East Turkestan: Chinese Crackdown Extends to Human Rights Lawyers.


Chinese government’s extraordinary measures taken to silence human rights lawyers may negatively impact upon minority representation. 

Below is an article published by Monsters and Critics:

Beijing - China is silencing human rights lawyers through an 'uncompromising series of measures,' including illegal detentions, harassment, intimidation and sometimes torture, London-based Amnesty International said Thursday.

'Human rights lawyers are subject to escalating silencing tactics, from suspension or revoking of licences to harassment, enforced disappearance or even torture,' said Catherine Baber, Amnesty's Asia-Pacific deputy director.

The escalation of a two-year crackdown on lawyers followed calls in February for peaceful protests against the ruling Communist Party, Amnesty said in a report.

It said Chinese authorities particularly targeted lawyers involved in issues such as freedom of religion, freedom of expression and land rights.

'The Chinese state is attempting to wield and manipulate the law to crush those it perceives as a threat,' Baber said.

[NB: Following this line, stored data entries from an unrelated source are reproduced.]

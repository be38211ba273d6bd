//! Lattice benchmark application
//!
//! Parses the command line, runs one benchmark and exports the results.
//! Failures are reported to the user and the process still exits with 0.
//!
//! ```text
//! lattice_bench_app -n 20 -p 1.5 -s 30 --record-fps --record-frame-time
//! ```

use anyhow::Result;
use clap::Parser;

use lattice_bench::bench::BenchmarkOutcome;
use lattice_bench::config::{CliArgs, RunConfiguration};
use lattice_bench::foundation::logging;
use lattice_bench::foundation::time::SystemClock;
use lattice_bench::platform::{HeadlessPlatform, NullGraphics, Platform};
use lattice_bench::BenchmarkEngine;

const WINDOW_TITLE: &str = "Lattice Bench";
const ERROR_TITLE: &str = "Error!";

fn main() {
    logging::init();

    if let Err(e) = try_main() {
        log::error!("{:#}", e);
    }

    log::info!("Benchmark application exiting");
}

fn try_main() -> Result<()> {
    let args = match CliArgs::try_parse() {
        Ok(args) => args,
        Err(e) => {
            // --help and --version land here too
            e.print()?;
            return Ok(());
        }
    };
    let config = args.into_run_configuration()?;

    if config.time_limit().is_none() && config.sample_limit().is_none() {
        log::warn!("No time or sample limit set; the run ends only on quit");
    }

    if config.headless {
        let mut platform = HeadlessPlatform::new(config.window_width, config.window_height);
        run_on(&mut platform, config);
        return Ok(());
    }

    run_windowed(config)
}

#[cfg(feature = "windowed")]
fn run_windowed(config: RunConfiguration) -> Result<()> {
    use lattice_bench::platform::GlfwPlatform;

    // No window to report into yet; try_main logs this failure
    let mut platform = GlfwPlatform::new(WINDOW_TITLE, config.window_width, config.window_height)?;
    run_on(&mut platform, config);
    Ok(())
}

#[cfg(not(feature = "windowed"))]
fn run_windowed(config: RunConfiguration) -> Result<()> {
    log::warn!("Built without the windowed feature; running \"{}\" headless", WINDOW_TITLE);
    let mut platform = HeadlessPlatform::new(config.window_width, config.window_height);
    run_on(&mut platform, config);
    Ok(())
}

/// Run, export and report; errors go to the platform's error dialog
fn run_on<P: Platform>(platform: &mut P, config: RunConfiguration) {
    let result = BenchmarkEngine::new(config).and_then(|engine| {
        let outcome = engine.run(platform, NullGraphics::new(), &SystemClock::new())?;
        Ok((engine, outcome))
    });

    match result {
        Ok((engine, outcome)) => {
            log_summary(&outcome);
            let report = engine.export(&outcome);
            if !report.is_complete() {
                log::warn!("{} of the enabled artifacts could not be written", report.failures.len());
            }
        }
        Err(e) => platform.show_error(ERROR_TITLE, &e.to_string()),
    }
}

fn log_summary(outcome: &BenchmarkOutcome) {
    log::info!(
        "Run finished ({:?}): {} frames in {:.3}s",
        outcome.stop_reason,
        outcome.frames_rendered,
        outcome.run_time.as_secs_f64()
    );
    if let Some(fps) = outcome.samples.mean_fps() {
        log::info!("Mean FPS: {:.1} over {} intervals", fps, outcome.samples.fps().len());
    }
    if let Some(ms) = outcome.samples.mean_frame_time_ms() {
        log::info!(
            "Mean frame time: {:.3}ms over {} samples",
            ms,
            outcome.samples.frame_time_count()
        );
    }
}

'Human rights lawyers are being targeted as they try to use the law to protect citizens against the excesses of the state,' she said.

The report listed several prominent lawyers who remain missing or under detention, including Gao Zhisheng, who has apparently been held in extrajudicial detention since he disappeared in February 2009.

Gao briefly reappeared in Beijing in April 2010, meeting several friends and at least one foreign journalist in an apparently police-managed event.

In an account released in January by his wife from exile in the United States, Gao said he was 'tortured to near-death' during an earlier period of illegal detention and house arrest from 2005 to 2008.

Amnesty also highlighted the case of former lawyer Ni Yulan, 49, who lost her licence because she was twice convicted of 'obstructing public business,' charges that she denied but was not allowed to defend herself against.

Ni was released from a two-year prison sentence in April 2010, but she and her husband, Dong Jiqin, were arrested again on April 7 and charged with 'creating a disturbance.'

Ni was left disabled after torture during her earlier detentions and she now uses a wheelchair.

Another lawyer, Liu Shihui, was 'brutally beaten by a group of unidentified individuals' while he was on his way to attend an anti-government protest in the southern city of Guangzhou on February 20, Amnesty said.

Liu was detained on February 25 and 'subjected to enforced disappearance' before he was sent to his hometown on June 12 and held under house arrest, the group said.

The government also put pressure on lawyers handling sensitive cases by refusing to renew their annual licences or threatening to do so, Amnesty said.

Because of the intimidation, only a few hundred of China's 204,000 registered lawyers represent sensitive clients such as members of the banned spiritual movement Falun Gong or protesters from China's Tibetan and Uighur minorities, it said.